This is all totally uncharted ground here. I reckon it to being in a room full of gasoline fumes and waiting for the spark that blows the room up.



Mauldin's thoughts on Dubai

Subprime Dubai

While we in the US spent our Thursday eating turkey and watching football, the rest of the world's markets went into a downward spiral as Dubai announced it wanted its lenders to give the country a six-month moratorium on some $80-90 billion in debt. This has the potential to be the largest sovereign debt default since Argentina. Somehow this was a shocking development. (How can too much debt and real estate be a problem?) And by markets I mean gold, commodities, oil, stocks, and risk assets everywhere. They all went down. Today the US markets experienced their own sell-off, though not as deeply as the rest of the world.

As I wrote last Friday, the world is now negatively correlated with the dollar, and as money went into the dollar and US treasuries, everything else went down. Vietnam devalues, Greece is looking increasingly risky, Russia wants to devalue some more, the world is still deleveraging, etc. Is this another repeat of 1998, when Russia and the Asian debt crisis tanked the markets?

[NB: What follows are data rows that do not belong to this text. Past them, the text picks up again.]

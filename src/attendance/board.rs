use std::collections::{HashMap, HashSet};
use std::sync::{Arc, Mutex, MutexGuard, PoisonError};

use chrono::{Local, NaiveDate};
use tracing::{debug, error, info, warn};

use super::grouping::group_by_class;
use super::pending::{ActionKey, PendingActions};
use super::stats::AttendanceStats;
use super::{MarkOutcome, MarkedKey};
use crate::api::CrecheApi;
use crate::api::dto::{CreatePresenceRequest, PresenceQuery, UpdatePresenceRequest};
use crate::models::{
    AttendanceRecord, AttendanceStatus, AttendanceView, ClassGroup, PersonRef, StaffMember,
};
use crate::notify::Notifier;
use crate::preferences::{PreferenceStore, ViewPreferences};

struct BoardState {
    selected_date: NaiveDate,
    view: AttendanceView,
    class_groups: Vec<ClassGroup>,
    staff: Vec<StaffMember>,
    attendance_by_person: HashMap<String, AttendanceRecord>,
    marked: HashMap<MarkedKey, HashSet<String>>,
    expanded_classes: HashMap<String, bool>,
}

impl BoardState {
    fn current_key(&self) -> MarkedKey {
        MarkedKey::new(self.selected_date, self.view)
    }

    fn roster_len(&self) -> usize {
        match self.view {
            AttendanceView::Children => self.class_groups.iter().map(|g| g.children.len()).sum(),
            AttendanceView::Staff => self.staff.len(),
        }
    }

    /// Drops everything tied to the previous (date, view).
    fn enter_context(&mut self) {
        let key = self.current_key();
        self.marked.retain(|k, _| *k == key);
        self.attendance_by_person.clear();
    }
}

/// Attendance for one date and one roster, reconciled against the api.
///
/// Methods take `&self`; state sits behind a mutex that is never held across
/// an await, so several handlers can be in flight on the same board.
pub struct AttendanceBoard {
    api: Arc<dyn CrecheApi>,
    store: Arc<dyn PreferenceStore>,
    notifier: Arc<dyn Notifier>,
    state: Mutex<BoardState>,
    pending: PendingActions,
}

impl AttendanceBoard {
    pub fn new(
        api: Arc<dyn CrecheApi>,
        store: Arc<dyn PreferenceStore>,
        notifier: Arc<dyn Notifier>,
        preferences: ViewPreferences,
    ) -> Self {
        Self {
            api,
            store,
            notifier,
            state: Mutex::new(BoardState {
                selected_date: preferences.date,
                view: preferences.view,
                class_groups: Vec::new(),
                staff: Vec::new(),
                attendance_by_person: HashMap::new(),
                marked: HashMap::new(),
                expanded_classes: HashMap::new(),
            }),
            pending: PendingActions::new(),
        }
    }

    /// Restores the stored preferences, loads the rosters and the attendance
    /// of the restored date.
    pub async fn mount(
        api: Arc<dyn CrecheApi>,
        store: Arc<dyn PreferenceStore>,
        notifier: Arc<dyn Notifier>,
    ) -> Self {
        let today = Local::now().date_naive();
        let preferences = ViewPreferences::load(store.as_ref(), today).await;
        let board = Self::new(api, store, notifier, preferences);
        board.load_roster().await;
        board.refresh().await;
        board
    }

    fn lock(&self) -> MutexGuard<'_, BoardState> {
        self.state.lock().unwrap_or_else(PoisonError::into_inner)
    }

    pub fn selected_date(&self) -> NaiveDate {
        self.lock().selected_date
    }

    pub fn view(&self) -> AttendanceView {
        self.lock().view
    }

    pub fn preferences(&self) -> ViewPreferences {
        let state = self.lock();
        ViewPreferences::new(state.selected_date, state.view)
    }

    pub fn class_groups(&self) -> Vec<ClassGroup> {
        self.lock().class_groups.clone()
    }

    pub fn staff(&self) -> Vec<StaffMember> {
        self.lock().staff.clone()
    }

    pub fn roster_len(&self) -> usize {
        self.lock().roster_len()
    }

    pub fn record_of(&self, person_id: &str) -> Option<AttendanceRecord> {
        self.lock().attendance_by_person.get(person_id).cloned()
    }

    pub fn status_of(&self, person_id: &str) -> Option<AttendanceStatus> {
        self.lock()
            .attendance_by_person
            .get(person_id)
            .and_then(|r| r.status)
    }

    pub fn records(&self) -> HashMap<String, AttendanceRecord> {
        self.lock().attendance_by_person.clone()
    }

    /// Whether the person is resolved for the current date and view.
    pub fn is_marked(&self, person_id: &str) -> bool {
        let state = self.lock();
        state
            .marked
            .get(&state.current_key())
            .is_some_and(|ids| ids.contains(person_id))
    }

    pub fn marked_keys(&self) -> Vec<MarkedKey> {
        self.lock().marked.keys().copied().collect()
    }

    pub fn marked_for(&self, key: MarkedKey) -> Option<HashSet<String>> {
        self.lock().marked.get(&key).cloned()
    }

    pub fn is_pending(&self, person_id: &str, status: AttendanceStatus) -> bool {
        self.pending.is_pending(&ActionKey::new(person_id, status))
    }

    pub fn stats(&self) -> AttendanceStats {
        let state = self.lock();
        AttendanceStats::compute(state.roster_len(), state.attendance_by_person.values())
    }

    pub fn is_class_expanded(&self, group_key: &str) -> bool {
        self.lock()
            .expanded_classes
            .get(group_key)
            .copied()
            .unwrap_or(true)
    }

    pub fn toggle_class(&self, group_key: &str) {
        let mut state = self.lock();
        let expanded = state.expanded_classes.entry(group_key.to_string()).or_insert(true);
        *expanded = !*expanded;
    }

    /// Fetches both rosters, keeping active people only. A failed fetch
    /// leaves that roster empty.
    pub async fn load_roster(&self) {
        let children = match self.api.fetch_children().await {
            Ok(children) => children
                .into_iter()
                .filter(|c| c.is_active())
                .collect::<Vec<_>>(),
            Err(e) => {
                warn!("Failed to load children: {}", e);
                Vec::new()
            }
        };

        let staff = match self.api.fetch_staff().await {
            Ok(staff) => staff
                .into_iter()
                .filter(|s| s.is_active())
                .collect::<Vec<_>>(),
            Err(e) => {
                warn!("Failed to load staff: {}", e);
                Vec::new()
            }
        };

        let groups = group_by_class(children);
        info!(
            "Roster loaded: {} classes, {} staff",
            groups.len(),
            staff.len()
        );

        let mut state = self.lock();
        state.class_groups = groups;
        state.staff = staff;
    }

    /// Replaces the attendance map and the marked set of `date` for the
    /// active view. A failed fetch empties the map. Results arriving after
    /// the board moved to another date or view are dropped.
    pub async fn load_attendance(&self, date: NaiveDate) {
        let view = self.view();
        let result = self.api.fetch_attendance(&PresenceQuery::for_date(date)).await;

        let mut state = self.lock();
        if state.selected_date != date || state.view != view {
            debug!("Discarding attendance of {} ({}), board moved on", date, view);
            return;
        }

        let key = MarkedKey::new(date, view);
        match result {
            Ok(records) => {
                let mut by_person = HashMap::with_capacity(records.len());
                let mut marked = HashSet::new();
                for record in records.into_iter().filter(|r| r.person.view() == view) {
                    let person_id = record.person_id().to_string();
                    if record.is_marked() {
                        marked.insert(person_id.clone());
                    }
                    by_person.insert(person_id, record);
                }
                debug!(
                    "Loaded {} attendance records for {}, {} marked",
                    by_person.len(),
                    key,
                    marked.len()
                );
                state.attendance_by_person = by_person;
                state.marked.insert(key, marked);
            }
            Err(e) => {
                warn!("Failed to load attendance for {}: {}", key, e);
                state.attendance_by_person.clear();
                state.marked.remove(&key);
            }
        }
    }

    /// Reloads the selected date when the active roster is not empty.
    pub async fn refresh(&self) {
        let (date, has_roster) = {
            let state = self.lock();
            (state.selected_date, state.roster_len() > 0)
        };
        if has_roster {
            self.load_attendance(date).await;
        }
    }

    /// Creates or updates the person's record for the selected date.
    ///
    /// A second call with the same person and status while the first is in
    /// flight sends nothing. A failed write reloads the date from the api.
    pub async fn mark_attendance(&self, person_id: &str, status: AttendanceStatus) -> MarkOutcome {
        let Some(_guard) = self.pending.try_acquire(ActionKey::new(person_id, status)) else {
            debug!("Ignoring duplicate action {}-{}", person_id, status);
            return MarkOutcome::AlreadyPending;
        };

        let (date, view, existing_id) = {
            let state = self.lock();
            (
                state.selected_date,
                state.view,
                state.attendance_by_person.get(person_id).map(|r| r.id.clone()),
            )
        };

        let result = match &existing_id {
            Some(id) => {
                self.api
                    .update_attendance(id, &UpdatePresenceRequest::new(status))
                    .await
            }
            None => {
                let person = PersonRef::for_view(view, person_id);
                self.api
                    .create_attendance(&CreatePresenceRequest::new(date, status, &person))
                    .await
            }
        };

        match result {
            Ok(record) => {
                info!(
                    "Attendance {} for {} on {} ({})",
                    status,
                    person_id,
                    date,
                    if existing_id.is_some() { "updated" } else { "created" }
                );
                {
                    let mut state = self.lock();
                    if state.selected_date == date && state.view == view {
                        state
                            .marked
                            .entry(MarkedKey::new(date, view))
                            .or_default()
                            .insert(person_id.to_string());
                        state
                            .attendance_by_person
                            .insert(person_id.to_string(), record.clone());
                    }
                }
                self.notifier.success(
                    "Présence enregistrée",
                    &format!("Statut « {} » enregistré pour le {}.", status.label(), date),
                );
                MarkOutcome::Saved(record)
            }
            Err(e) => {
                error!("Failed to mark {} {} on {}: {}", person_id, status, date, e);
                self.notifier.error("Erreur", &e.to_string());
                self.load_attendance(date).await;
                MarkOutcome::Failed(e)
            }
        }
    }

    /// Sends the opposite of the person's current status.
    pub async fn flip_attendance(&self, person_id: &str) -> MarkOutcome {
        match self.status_of(person_id) {
            Some(status) => self.mark_attendance(person_id, status.opposite()).await,
            None => MarkOutcome::NotMarked,
        }
    }

    pub async fn set_date(&self, date: NaiveDate) {
        let changed = {
            let mut state = self.lock();
            let changed = state.selected_date != date;
            if changed {
                state.selected_date = date;
                state.enter_context();
                self.pending.reset();
            }
            changed
        };
        if !changed {
            return;
        }
        ViewPreferences::save_date(self.store.as_ref(), date).await;
        self.refresh().await;
    }

    pub async fn set_view(&self, view: AttendanceView) {
        let changed = {
            let mut state = self.lock();
            let changed = state.view != view;
            if changed {
                state.view = view;
                state.enter_context();
                self.pending.reset();
            }
            changed
        };
        if !changed {
            return;
        }
        ViewPreferences::save_view(self.store.as_ref(), view).await;
        self.refresh().await;
    }
}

To get an answer, let's look at some facts about Dubai. It is one of the Arab Emirates; but unlike its neighbor Abu Dhabi, oil is only about 6% of the economy. While the foundations of the country were built with oil, the country has diversified into finance, real estate, tourism, trading, and manufacturing. It is a small country, with a little under 1.5 million residents, but with less than 20% being natural citizens - the rest are expatriates. The gross domestic product is around US $50 billion.

(Note: and then converting the currency. I found the numbers on various websites and services strangely at wide discrepancies. This seems close to a median number. I think the discrepancy is mostly people confusing the GDP for the United Arab Emirates as a whole, which includes Abu Dhabi, rather than just Dubai.)

Dubai has become a byword for thinking large. The world's tallest building, underwater hotels, the largest manmade islands (plural), indoor snow skiing in the desert... For links to more information try this from Wikipedia: "The large-scale real estate development projects have led to the construction of some of the tallest skyscrapers and largest projects in the world, such as the Emirates Towers, the Burj Dubai, the Palm Islands and the world's second tallest, and most expensive hotel, the Burj Al Arab." The list goes on and on.

UBS suggests that the $80-90 billion in debt may not include rather large off-balance-sheet debt (where have we seen that one?). So, a country with a GDP of $50 billion borrows $100 billion. They build massive projects, which are now among the most expensive real estate in the world. The latest manmade island plans for one million people to buy property there. Seriously. Talk about Field of Dreams.

Then came the credit crunch. Property values dropped by as much as 50%. Sales, say the developers in understatements, have slowed. Seems there was a lot of debt used to speculate on real estate, not to mention buying Barney's, Las Vegas casinos, banks, etc. And while US banks have little exposure, it seems England has about 50% or so of the debt, with the rest of Europe having the lion's share of the remainder. Admittedly, the estimates seem to confuse the debt of Dubai with that of Abu Dhabi, so it is hard to know a reliable number, other than that European banks are the most exposed.

Now, here's the deal. Abu Dhabi has the world's largest sovereign wealth fund, at over $650 billion. Dubai has a "mere" $15 billion. If they cared to, Abu Dhabi could write a small check and make all the problems disappear. It just seems that they are not ready to do that, at least not yet. Abu Dhabi already got the world's tallest building on past debt problems.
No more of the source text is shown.